The Type 075 vessel, along with a guided missile destroyer, was seen floating some 120km northeast of Japan’s Miyako islands on Saturday.
The ships were moving southeast between the main islands of Miyako and Okinawa towards the Pacific Ocean, Japan’s Joint Staff Office said on Monday.
Japanese maritime forces responded to the sighting by sending a Kirisame escort squadron on a “warning, surveillance and information gathering” mission, officials said.
The Chinese navy has three Type 075 amphibious assault ships. Another of them was seen last July sailing from the East China Sea towards the Pacific Ocean near Kagoshima prefecture in Japan’s southwest. It was taking part in China’s first far sea drills, which included a 30-day live-fire exercise in the western Pacific last March.
Type 075 is China’s latest and largest landing helicopter dock amphibious assault ship. The ship considerably elevates China’s ability to transport, land and support ground forces operating outside the mainland, military experts say.
The ship measures about 237 metres long, larger than two football fields, and boasts a full-length flight deck for helicopter operations for short-takeoff and vertical-landing aircraft, according to the Centre for Strategic and International Studies.

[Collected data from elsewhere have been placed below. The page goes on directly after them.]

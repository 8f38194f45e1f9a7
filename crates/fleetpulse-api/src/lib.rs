// fleetpulse-api: Async Rust client for the fleetpulse device status API

pub mod client;
pub mod error;
pub mod models;
pub mod transport;

pub use client::ApiClient;
pub use error::Error;
pub use models::{CompanyRecord, DeviceRecord, EndpointIndex, HealthStatus, RecordId};
pub use transport::TransportConfig;
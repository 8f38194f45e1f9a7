// ── Client state ──
//
// Everything one dashboard instance remembers between events. Mutated only
// by `Dashboard`; front ends get read access.

use crate::board::DeviceBoard;
use crate::model::{CompanyId, Device, StatusFilter};
use crate::poll::PollFlags;

/// Proof that a refresh was requested, handed back with its result.
///
/// Only the most recently issued ticket may apply its response.
#[derive(Debug, Clone, PartialEq, Eq)]
pub struct RefreshTicket {
    seq: u64,
    company: CompanyId,
}

impl RefreshTicket {
    pub fn seq(&self) -> u64 {
        self.seq
    }

    pub fn company(&self) -> &CompanyId {
        &self.company
    }
}

/// Whether a returning ticket is still the latest.
#[derive(Debug, Clone, Copy, PartialEq, Eq)]
pub(crate) enum TicketStatus {
    Latest,
    Stale,
}

#[derive(Debug, Clone)]
pub struct ClientState {
    current_company: Option<CompanyId>,
    devices: Vec<Device>,
    auto_refresh: bool,
    paused: bool,
    status_filter: StatusFilter,
    search_term: String,
    /// Last sequence number handed out or invalidated.
    issued_seq: u64,
    /// Sequence number of the latest ticket still awaiting its result.
    pending_seq: Option<u64>,
}

impl ClientState {
    pub fn new(auto_refresh: bool) -> Self {
        Self {
            current_company: None,
            devices: Vec::new(),
            auto_refresh,
            paused: false,
            status_filter: StatusFilter::All,
            search_term: String::new(),
            issued_seq: 0,
            pending_seq: None,
        }
    }

    // ── Read access ──────────────────────────────────────────────────

    pub fn current_company(&self) -> Option<&CompanyId> {
        self.current_company.as_ref()
    }

    /// The last applied device snapshot, unfiltered.
    pub fn devices(&self) -> &[Device] {
        &self.devices
    }

    pub fn auto_refresh(&self) -> bool {
        self.auto_refresh
    }

    pub fn paused(&self) -> bool {
        self.paused
    }

    pub fn status_filter(&self) -> StatusFilter {
        self.status_filter
    }

    pub fn search_term(&self) -> &str {
        &self.search_term
    }

    pub fn poll_flags(&self) -> PollFlags {
        PollFlags {
            auto_refresh: self.auto_refresh,
            paused: self.paused,
        }
    }

    /// True while the latest issued refresh has not reported back.
    pub fn has_pending_refresh(&self) -> bool {
        self.pending_seq.is_some()
    }

    /// Board for the cached devices under the current filters.
    pub fn board(&self) -> DeviceBoard {
        DeviceBoard::build(&self.devices, self.status_filter, &self.search_term)
    }

    // ── Mutation (dashboard only) ────────────────────────────────────

    /// Switch company. Any in-flight refresh becomes stale.
    pub(crate) fn select_company(&mut self, company: Option<CompanyId>) {
        self.current_company = company;
        self.issued_seq += 1;
        self.pending_seq = None;
    }

    pub(crate) fn set_auto_refresh(&mut self, enabled: bool) {
        self.auto_refresh = enabled;
    }

    pub(crate) fn toggle_paused(&mut self) -> bool {
        self.paused = !self.paused;
        self.paused
    }

    pub(crate) fn set_status_filter(&mut self, filter: StatusFilter) {
        self.status_filter = filter;
    }

    pub(crate) fn set_search_term(&mut self, term: String) {
        self.search_term = term;
    }

    pub(crate) fn replace_devices(&mut self, devices: Vec<Device>) -> Vec<Device> {
        std::mem::replace(&mut self.devices, devices)
    }

    /// Issue a ticket for the current company, superseding earlier ones.
    pub(crate) fn issue_ticket(&mut self) -> Option<RefreshTicket> {
        let company = self.current_company.clone()?;
        self.issued_seq += 1;
        self.pending_seq = Some(self.issued_seq);
        Some(RefreshTicket {
            seq: self.issued_seq,
            company,
        })
    }

    /// Settle a returning ticket.
    pub(crate) fn resolve(&mut self, ticket: &RefreshTicket) -> TicketStatus {
        if ticket.seq == self.issued_seq {
            self.pending_seq = None;
            TicketStatus::Latest
        } else {
            TicketStatus::Stale
        }
    }
}

#[cfg(test)]
mod tests {
    use super::*;

    fn state_with_company() -> ClientState {
        let mut state = ClientState::new(true);
        state.select_company(Some(CompanyId::new("7")));
        state
    }

    #[test]
    fn defaults() {
        let state = ClientState::new(true);
        assert!(state.auto_refresh());
        assert!(!state.paused());
        assert_eq!(state.status_filter(), StatusFilter::All);
        assert_eq!(state.search_term(), "");
        assert!(state.current_company().is_none());
    }

    #[test]
    fn no_ticket_without_company() {
        let mut state = ClientState::new(true);
        assert!(state.issue_ticket().is_none());
        assert!(!state.has_pending_refresh());
    }

    #[test]
    fn only_latest_ticket_resolves() {
        let mut state = state_with_company();
        let first = state.issue_ticket();
        let second = state.issue_ticket();
        let (Some(first), Some(second)) = (first, second) else {
            panic!("tickets should be issued with a company selected");
        };

        assert!(second.seq() > first.seq());
        assert_eq!(state.resolve(&first), TicketStatus::Stale);
        assert!(state.has_pending_refresh());
        assert_eq!(state.resolve(&second), TicketStatus::Latest);
        assert!(!state.has_pending_refresh());
    }

    #[test]
    fn company_switch_invalidates_in_flight_ticket() {
        let mut state = state_with_company();
        let Some(ticket) = state.issue_ticket() else {
            panic!("ticket expected");
        };

        state.select_company(None);

        assert_eq!(state.resolve(&ticket), TicketStatus::Stale);
        assert!(!state.has_pending_refresh());
    }
}
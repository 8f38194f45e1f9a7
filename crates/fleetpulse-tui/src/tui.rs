//! The dashboard's terminal session: raw mode and the alternate screen for
//! exactly as long as a `Tui` value lives.

use std::io::{Stdout, stdout};

use color_eyre::eyre::Result;
use crossterm::{
    ExecutableCommand, cursor,
    terminal::{self, EnterAlternateScreen, LeaveAlternateScreen},
};
use ratatui::{Frame, Terminal, backend::CrosstermBackend, layout::Size};

/// Fallback when the terminal cannot report its size.
const DEFAULT_SIZE: Size = Size {
    width: 80,
    height: 24,
};

pub struct Tui {
    terminal: Terminal<CrosstermBackend<Stdout>>,
}

impl Tui {
    /// Take over the terminal. If setup fails halfway, whatever was switched
    /// on is switched back off before the error is returned.
    pub fn enter() -> Result<Self> {
        let terminal = Terminal::new(CrosstermBackend::new(stdout()))?;
        let mut session = Self { terminal };

        terminal::enable_raw_mode()?;
        stdout().execute(EnterAlternateScreen)?;
        stdout().execute(cursor::Hide)?;
        session.terminal.clear()?;
        Ok(session)
    }

    pub fn draw(&mut self, render: impl FnOnce(&mut Frame)) -> Result<()> {
        self.terminal.draw(render)?;
        Ok(())
    }

    /// Current `(width, height)`.
    pub fn size(&self) -> (u16, u16) {
        let size = self.terminal.size().unwrap_or(DEFAULT_SIZE);
        (size.width, size.height)
    }
}

impl Drop for Tui {
    fn drop(&mut self) {
        restore();
    }
}

/// Hand the terminal back to the shell. Every step runs even if an earlier
/// one fails.
fn restore() {
    let _ = stdout().execute(cursor::Show);
    let _ = stdout().execute(LeaveAlternateScreen);
    let _ = terminal::disable_raw_mode();
}

/// color-eyre reporting plus a panic hook that restores the terminal and
/// records the panic in the log file before the report is printed.
///
/// Install before `Tui::enter`.
pub fn install_hooks() -> Result<()> {
    let (panic_hook, eyre_hook) = color_eyre::config::HookBuilder::default()
        .display_env_section(false)
        .into_hooks();
    eyre_hook.install()?;

    let report = panic_hook.into_panic_hook();
    std::panic::set_hook(Box::new(move |info| {
        restore();
        tracing::error!(panic = %info, "fleetpulse-tui panicked");
        report(info);
    }));
    Ok(())
}
//! `config` subcommands. These never contact the API.

use fleetpulse_config::{Config, config_path, load_config_with};

use crate::cli::{ConfigArgs, ConfigCommand, GlobalOpts, OutputFormat};
use crate::error::CliError;
use crate::output;

pub fn handle(args: ConfigArgs, global: &GlobalOpts) -> Result<(), CliError> {
    match args.command {
        ConfigCommand::Path => {
            let path = global.config.clone().unwrap_or_else(config_path);
            output::print_output(&path.display().to_string(), global.quiet);
        }
        ConfigCommand::Show => {
            let cfg = load_config_with(global.config.as_deref(), &global.overrides())?;
            let out = match global.output {
                OutputFormat::Table | OutputFormat::Plain => format_config(&cfg)?,
                format => output::render_single(format, &cfg, |_| String::new(), |_| {
                    String::new()
                })?,
            };
            output::print_output(&out, global.quiet);
        }
    }
    Ok(())
}

/// Effective config as TOML, headed by the resolved API root.
fn format_config(cfg: &Config) -> Result<String, CliError> {
    let base_url = cfg.api_base_url()?;
    let body = cfg.to_toml()?;
    Ok(format!("# API root: {base_url}\n{}", body.trim_end()))
}
// Wire records returned by the device status API.
//
// These mirror the JSON exactly and stay lenient: ids may be numbers or
// strings, names and timestamps may be null. Normalization into domain
// types happens in fleetpulse-core.

use std::collections::BTreeMap;
use std::fmt;

use serde::{Deserialize, Serialize};

/// A primary key as the server renders it: integer or string.
#[derive(Debug, Clone, PartialEq, Eq, Hash, Serialize, Deserialize)]
#[serde(untagged)]
pub enum RecordId {
    Number(i64),
    Text(String),
}

impl fmt::Display for RecordId {
    fn fmt(&self, f: &mut fmt::Formatter<'_>) -> fmt::Result {
        match self {
            Self::Number(n) => write!(f, "{n}"),
            Self::Text(s) => f.write_str(s),
        }
    }
}

/// `GET /companies/` element.
#[derive(Debug, Clone, PartialEq, Eq, Serialize, Deserialize)]
pub struct CompanyRecord {
    pub id: RecordId,
    #[serde(default)]
    pub name: String,
}

/// `GET /devices/company/{id}` element.
#[derive(Debug, Clone, PartialEq, Eq, Serialize, Deserialize)]
pub struct DeviceRecord {
    pub device_id: RecordId,
    #[serde(default)]
    pub device_name: Option<String>,
    pub status: String,
    #[serde(default)]
    pub last_read_at: Option<String>,
}

/// `GET /health` body.
#[derive(Debug, Clone, PartialEq, Eq, Serialize, Deserialize)]
pub struct HealthStatus {
    pub status: String,
}

impl HealthStatus {
    pub fn is_ok(&self) -> bool {
        self.status.eq_ignore_ascii_case("ok")
    }
}

/// `GET /` (API root) body: route name -> path.
#[derive(Debug, Clone, Default, PartialEq, Eq, Serialize, Deserialize)]
pub struct EndpointIndex {
    #[serde(default)]
    pub endpoints: BTreeMap<String, String>,
}
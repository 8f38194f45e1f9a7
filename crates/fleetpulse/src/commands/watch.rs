//! `watch`: poll a company's devices and print each refresh.
//!
//! Runs the same `Dashboard` controller as the terminal UI, with a
//! line-oriented view that writes to stdout.

use std::io::{self, Write};
use std::sync::Arc;

use chrono::{DateTime, Local};
use owo_colors::OwoColorize;
use tracing::{debug, trace};

use fleetpulse_api::ApiClient;
use fleetpulse_config::Config;
use fleetpulse_core::{
    CompanyId, CompanyOptions, CoreError, Dashboard, DashboardView, DeviceBoard, RefreshOutcome,
};

use crate::cli::{GlobalOpts, OutputFormat, WatchArgs};
use crate::commands::devices::last_seen;
use crate::error::CliError;
use crate::output;

/// Prints boards and toasts as they arrive.
struct ConsoleView<W> {
    out: W,
    color: bool,
    /// Board printing starts once the filters are in place.
    live: bool,
    format: OutputFormat,
}

impl<W: Write> ConsoleView<W> {
    fn new(out: W, format: OutputFormat, color: bool) -> Self {
        Self {
            out,
            color,
            live: false,
            format,
        }
    }

    fn print_board(&mut self, board: &DeviceBoard) -> io::Result<()> {
        let stamp = Local::now().format("%H:%M:%S");
        match self.format {
            OutputFormat::Json | OutputFormat::JsonCompact | OutputFormat::Yaml => {
                // One compact JSON object per refresh.
                let line = serde_json::json!({
                    "at": Local::now().to_rfc3339(),
                    "summary": board.summary(),
                    "devices": board.cards(),
                });
                writeln!(self.out, "{line}")
            }
            OutputFormat::Plain => {
                for device in board.cards() {
                    writeln!(self.out, "{}\t{}", device.id, device.status)?;
                }
                Ok(())
            }
            OutputFormat::Table => {
                writeln!(
                    self.out,
                    "[{stamp}] {}",
                    output::summary_line(board.summary(), self.color)
                )?;
                if board.is_empty() {
                    writeln!(self.out, "  (no devices match the current filters)")?;
                }
                for device in board.cards() {
                    writeln!(
                        self.out,
                        "  {}  {}  ({})  last seen {}",
                        output::status_label(device.status, self.color),
                        device.display_name(),
                        device.id,
                        last_seen(device)
                    )?;
                }
                Ok(())
            }
        }
    }
}

impl<W: Write + Send> DashboardView for ConsoleView<W> {
    fn render_company_options(&mut self, options: &CompanyOptions) {
        debug!(companies = options.company_count(), "company options ignored in watch");
    }

    fn render_devices(&mut self, board: &DeviceBoard) {
        if !self.live {
            return;
        }
        if let Err(e) = self.print_board(board) {
            debug!(error = %e, "failed to write board");
        }
    }

    fn set_loading(&mut self, show: bool) {
        trace!(show, "loading");
    }

    fn toast(&mut self, message: String) {
        if self.format != OutputFormat::Table {
            return;
        }
        let line = if self.color {
            format!("✓ {message}").green().bold().to_string()
        } else {
            format!("✓ {message}")
        };
        let _ = writeln!(self.out, "{line}");
    }

    fn set_last_updated(&mut self, at: DateTime<Local>) {
        trace!(%at, "board updated");
    }

    fn set_pause_label(&mut self, _label: &'static str) {}
}

pub async fn handle(
    client: ApiClient,
    args: WatchArgs,
    config: &Config,
    global: &GlobalOpts,
) -> Result<(), CliError> {
    let mut settings = config.dashboard_settings();
    settings.auto_refresh = true;

    let color = output::should_color(global.color);
    let view = ConsoleView::new(io::stdout(), global.output, color && !global.quiet);
    let (mut dashboard, mut ticks) = Dashboard::new(Arc::new(client), view, &settings);

    dashboard.set_status_filter(args.filter.status.into());
    dashboard.set_search_term(args.filter.search_term());
    dashboard.view_mut().live = !global.quiet;

    let company = args.company.clone();
    let followup = dashboard.select_company(Some(args.company));
    let mut refreshes: u32 = 0;
    report(dashboard.perform(followup).await, &company, color)?;
    refreshes += 1;

    while args.count.is_none_or(|limit| refreshes < limit) {
        tokio::select! {
            _ = tokio::signal::ctrl_c() => {
                debug!("interrupted");
                break;
            }
            tick = ticks.recv() => {
                let Some(tick) = tick else { break };
                let followup = dashboard.on_poll_tick(tick);
                report(dashboard.perform(followup).await, &company, color)?;
                refreshes += 1;
            }
        }
    }

    dashboard.stop_polling();
    Ok(())
}

/// A failed refresh keeps the previous board; only a missing company ends
/// the watch.
fn report(
    result: Result<RefreshOutcome, CoreError>,
    company: &CompanyId,
    color: bool,
) -> Result<(), CliError> {
    let Err(e) = result else {
        return Ok(());
    };
    let err = CliError::from(e).not_found_as("company", company.as_str(), "companies");
    if matches!(err, CliError::NotFound { .. }) {
        return Err(err);
    }

    let line = format!("! refresh failed: {err}");
    if color {
        eprintln!("{}", line.yellow());
    } else {
        eprintln!("{line}");
    }
    Ok(())
}

#[cfg(test)]
#[allow(clippy::unwrap_used)]
mod tests {
    use super::*;
    use fleetpulse_core::{Device, DeviceId, DeviceStatus, StatusFilter};

    fn board() -> DeviceBoard {
        DeviceBoard::build(
            &[
                Device {
                    id: DeviceId::new("11"),
                    name: "Boiler".into(),
                    status: DeviceStatus::Online,
                    last_read_at: None,
                },
                Device {
                    id: DeviceId::new("12"),
                    name: String::new(),
                    status: DeviceStatus::Offline,
                    last_read_at: None,
                },
            ],
            StatusFilter::All,
            "",
        )
    }

    fn printed(view: ConsoleView<Vec<u8>>) -> String {
        String::from_utf8(view.out).unwrap()
    }

    #[test]
    fn boards_are_held_until_live() {
        let mut view = ConsoleView::new(Vec::new(), OutputFormat::Table, false);
        view.render_devices(&board());
        assert!(printed(view).is_empty());
    }

    #[test]
    fn table_format_prints_summary_and_cards() {
        let mut view = ConsoleView::new(Vec::new(), OutputFormat::Table, false);
        view.live = true;
        view.render_devices(&board());
        view.toast("Boiler is now online".into());

        let text = printed(view);
        assert!(text.contains("1 online / 2 total"));
        assert!(text.contains("● online  Boiler  (11)  last seen never"));
        assert!(text.contains("○ offline  Device 12  (12)"));
        assert!(text.ends_with("✓ Boiler is now online\n"));
    }

    #[test]
    fn plain_format_prints_id_and_status() {
        let mut view = ConsoleView::new(Vec::new(), OutputFormat::Plain, false);
        view.live = true;
        view.render_devices(&board());
        view.toast("ignored".into());
        assert_eq!(printed(view), "11\tonline\n12\toffline\n");
    }

    #[test]
    fn json_format_prints_one_object_per_refresh() {
        let mut view = ConsoleView::new(Vec::new(), OutputFormat::Json, false);
        view.live = true;
        view.render_devices(&board());

        let text = printed(view);
        assert_eq!(text.lines().count(), 1);
        let value: serde_json::Value = serde_json::from_str(text.trim()).unwrap();
        assert_eq!(value["summary"]["online"], 1);
        assert_eq!(value["devices"].as_array().unwrap().len(), 2);
    }
}
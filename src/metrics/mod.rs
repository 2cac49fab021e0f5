//! Counters for the container's recompute activity.

use crate::logging::{LogEvent, LogFields, LogLevel};
use serde_json::json;

#[derive(Debug, Default, Clone)]
pub struct LayoutMetrics {
    changes: u64,
    tracks_synthesized: u64,
    remaps: u64,
    wraps: u64,
    margin_updates: u64,
    spacing_refreshes: u64,
}

impl LayoutMetrics {
    pub fn new() -> Self {
        Self::default()
    }

    pub fn record_change(&mut self) {
        self.changes = self.changes.saturating_add(1);
    }

    pub fn record_synthesis(&mut self, gutter_count: usize) {
        self.tracks_synthesized = self.tracks_synthesized.saturating_add(gutter_count as u64);
    }

    pub fn record_remap(&mut self) {
        self.remaps = self.remaps.saturating_add(1);
    }

    pub fn record_wrap(&mut self) {
        self.wraps = self.wraps.saturating_add(1);
    }

    pub fn record_margin_updates(&mut self, count: usize) {
        if count > 0 {
            self.margin_updates = self.margin_updates.saturating_add(count as u64);
        }
    }

    pub fn record_spacing_refresh(&mut self, count: usize) {
        if count > 0 {
            self.spacing_refreshes = self.spacing_refreshes.saturating_add(count as u64);
        }
    }

    pub fn snapshot(&self) -> MetricSnapshot {
        MetricSnapshot {
            changes: self.changes,
            tracks_synthesized: self.tracks_synthesized,
            remaps: self.remaps,
            wraps: self.wraps,
            margin_updates: self.margin_updates,
            spacing_refreshes: self.spacing_refreshes,
        }
    }
}

#[derive(Debug, Clone, PartialEq, Eq)]
pub struct MetricSnapshot {
    pub changes: u64,
    pub tracks_synthesized: u64,
    pub remaps: u64,
    pub wraps: u64,
    pub margin_updates: u64,
    pub spacing_refreshes: u64,
}

impl MetricSnapshot {
    pub fn as_fields(&self) -> LogFields {
        let mut map = LogFields::new();
        map.insert("changes".to_string(), json!(self.changes));
        map.insert(
            "tracks_synthesized".to_string(),
            json!(self.tracks_synthesized),
        );
        map.insert("remaps".to_string(), json!(self.remaps));
        map.insert("wraps".to_string(), json!(self.wraps));
        map.insert("margin_updates".to_string(), json!(self.margin_updates));
        map.insert(
            "spacing_refreshes".to_string(),
            json!(self.spacing_refreshes),
        );
        map
    }

    pub fn to_log_event(&self, target: &str) -> LogEvent {
        let mut event = LogEvent::new(LogLevel::Info, target, "layout_metrics");
        event.fields = self.as_fields();
        event
    }
}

It has the carrying capacity of 900 troops and can also be used as a drone-carrier.
Although smaller than similar vessels of the American navy, the think tank said, Type 075 is one of the largest amphibious assault ships in the world.
“In a Taiwan crisis, such a vessel could be employed to seize Taiwanese offshore territories or support a direct invasion of the main island,” Malcolm Davis, senior military analyst at the Australian Strategic Policy Institute, told South China Morning Post.
The vessel and its bigger version, Type 076, will be essential for Chinese success in any conflicts in the South China Sea, he said.